The second part of the tutorial will outline recent solutions to tackle the huge energy consumption of modern ML. For instance, there have been an increasing number of research efforts to make both the learning and the inference tasks more efficient while providing similar performance in terms of traditional ML performance metrics such as accuracy. A further line of research focuses on adjusting the infrastructure or the execution of ML tasks to be more energy aware, e.g., through scheduling approaches.
From Data Quality to Data Reduction for a Sustainable Future
given by Yannis Velegrakis
Due to the rate in which we are currently collecting and storing data, organisations often run our of space and need to discard part of the data they have in order to accomodate new. The main and most challenging task in order to do so is to decide the value of the different parts of the data so that one may get rid of the one with the lowest value. In this lecture we will discuss the different methods that can be used for that purpose and we will investigate, what to use and when.
Lab coordinators: Yannis Velegrakis, Ramon Rico
NebulaStream – Data Stream Processing for the Edge-Cloud-Continuum
given by Dr. Volker Markl
Modern data-driven applications arising in such domains as smart manufacturing, healthcare, and the Internet of Things, pose new challenges to data processing systems. Traditional stream processing systems, such as Flink, Spark, and Kafka Streams are ill-suited to cope with the massive scale of distribution, the heterogeneous computing landscape, and requirements, such as timely processing and actuation. Classical approaches like managed runtimes, interpretation-based query processing, and the optimization of single queries that neglect interactions, greatly limit throughput, latency, energy-efficiency, and the general usability of these systems for emerging applications involving distributed data processing at scale in a sensor-edge-cloud-environment.
To overcome these limitations, we are researching and building NebulaStream, a novel open-soruce data stream processing system for massively distributed, heterogeneous environments. NebulaStream supports (potentially resource-constrained) heterogeneous devices, a hierarchical topology (with the distribution of computation and data flow in a cloud-edge-continuum), and the sharing of computations and data across multiple concurrent queries. This presentation discusses the design goals and core concepts of NebulaStream and looks back at inspirations drawn from our prior work on Stratosphere and Apache Flink, among others.
Lab: A Hands-On Tutorial on NebulaStream
given by Dr. Volker Markl, Aljoscha Lepping
NebulaStream is a novel, open-source data stream processing system for distributed, heterogeneous data streams in the cloud-edge continuum.

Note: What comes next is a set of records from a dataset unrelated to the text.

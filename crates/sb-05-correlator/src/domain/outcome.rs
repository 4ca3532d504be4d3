use serde::Serialize;
use shared_bus::DeliveryPath;
use shared_types::{BridgeError, DelegatedResponse};

/// What `resolve` did with an inbound reply.
#[derive(Debug, Clone, PartialEq, Eq)]
pub enum ResolveOutcome {
    /// Routed to exactly one consumer.
    Delivered {
        path: DeliveryPath,
        response: DelegatedResponse,
    },
    /// The link (or an identical address) was already routed.
    DuplicateSuppressed,
    /// Not a reply for this bridge: a foreign-scheme link, or result-code
    /// extras with nothing awaiting them. State is untouched.
    Ignored,
}

impl ResolveOutcome {
    /// The routed response, if one was delivered.
    #[must_use]
    pub fn response(&self) -> Option<&DelegatedResponse> {
        match self {
            ResolveOutcome::Delivered { response, .. } => Some(response),
            _ => None,
        }
    }

    #[must_use]
    pub fn path(&self) -> Option<DeliveryPath> {
        match self {
            ResolveOutcome::Delivered { path, .. } => Some(*path),
            _ => None,
        }
    }

    /// The delivered payload, or why there is none.
    ///
    /// # Errors
    ///
    /// `DuplicateSuppressed` for a suppressed link, `NoResponse` when nothing
    /// was routed, otherwise the mapping of the delivered response.
    pub fn into_result(self) -> Result<String, BridgeError> {
        match self {
            ResolveOutcome::Delivered { response, .. } => response.into_result(),
            ResolveOutcome::DuplicateSuppressed => Err(BridgeError::DuplicateSuppressed),
            ResolveOutcome::Ignored => Err(BridgeError::NoResponse),
        }
    }
}

/// Serializable snapshot of the outstanding deferred request.
#[derive(Debug, Clone, PartialEq, Eq, Serialize)]
pub struct PendingStatus {
    pub kind: shared_types::OperationKind,
    pub raw_address: String,
    pub created_at: shared_types::Timestamp,
    /// Whether a caller in this process holds a completion handle.
    pub handle_attached: bool,
    /// Whether a response is buffered for the next subscriber.
    pub response_buffered: bool,
    /// The request is over but its record could not be cleared yet.
    pub stale: bool,
}
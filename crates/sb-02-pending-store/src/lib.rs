//! # Pending Request Store (sb-02)
//!
//! Durable state that outlives the calling process: the single outstanding
//! `PendingRecord` and a stashed inbound link.
//!
//! ## Durability
//!
//! A record must be on disk before the external signer is launched, so every
//! write through `FileBackedKVStore` is fsynced and atomically renamed before
//! returning.
//!
//! ## Crate Structure (Hexagonal Architecture)
//!
//! - `domain/` - Errors and key layout
//! - `ports/` - `KeyValueStore` outbound port
//! - `adapters/` - In-memory and file-backed stores
//! - `service.rs` - `PendingRequestStore`

#![cfg_attr(test, allow(clippy::unwrap_used))]

pub mod adapters;
pub mod domain;
pub mod ports;
pub mod service;

pub use adapters::{FileBackedKVStore, InMemoryKVStore};
pub use domain::errors::KVStoreError;
pub use ports::outbound::{BatchOperation, KeyValueStore};
pub use service::PendingRequestStore;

It adheres to the design goals of ease-of-use, extensibility, and efficiency to provide a framework for users and developers to implement diverse Internet of Things (IoT) use cases. Equipped with essential built-in functionalities, NebulaStream allows users to customize the system easily while ensuring efficient execution even on low-end devices. In this tutorial, we showcase NebulaStream’s extensibility capabilities with a specific focus on integrating and processing multi-modal data. Visitors of the tutorial will learn how to extend NebulaStream, implementing functions, sources (data ingestion), sinks (data export) and data types operating on multi-modal data. After the tutorial, a visitor should be able to extend NebulaStream on their own, e.g., creating a new function, without the need to modify or even understand the rest of the codebase.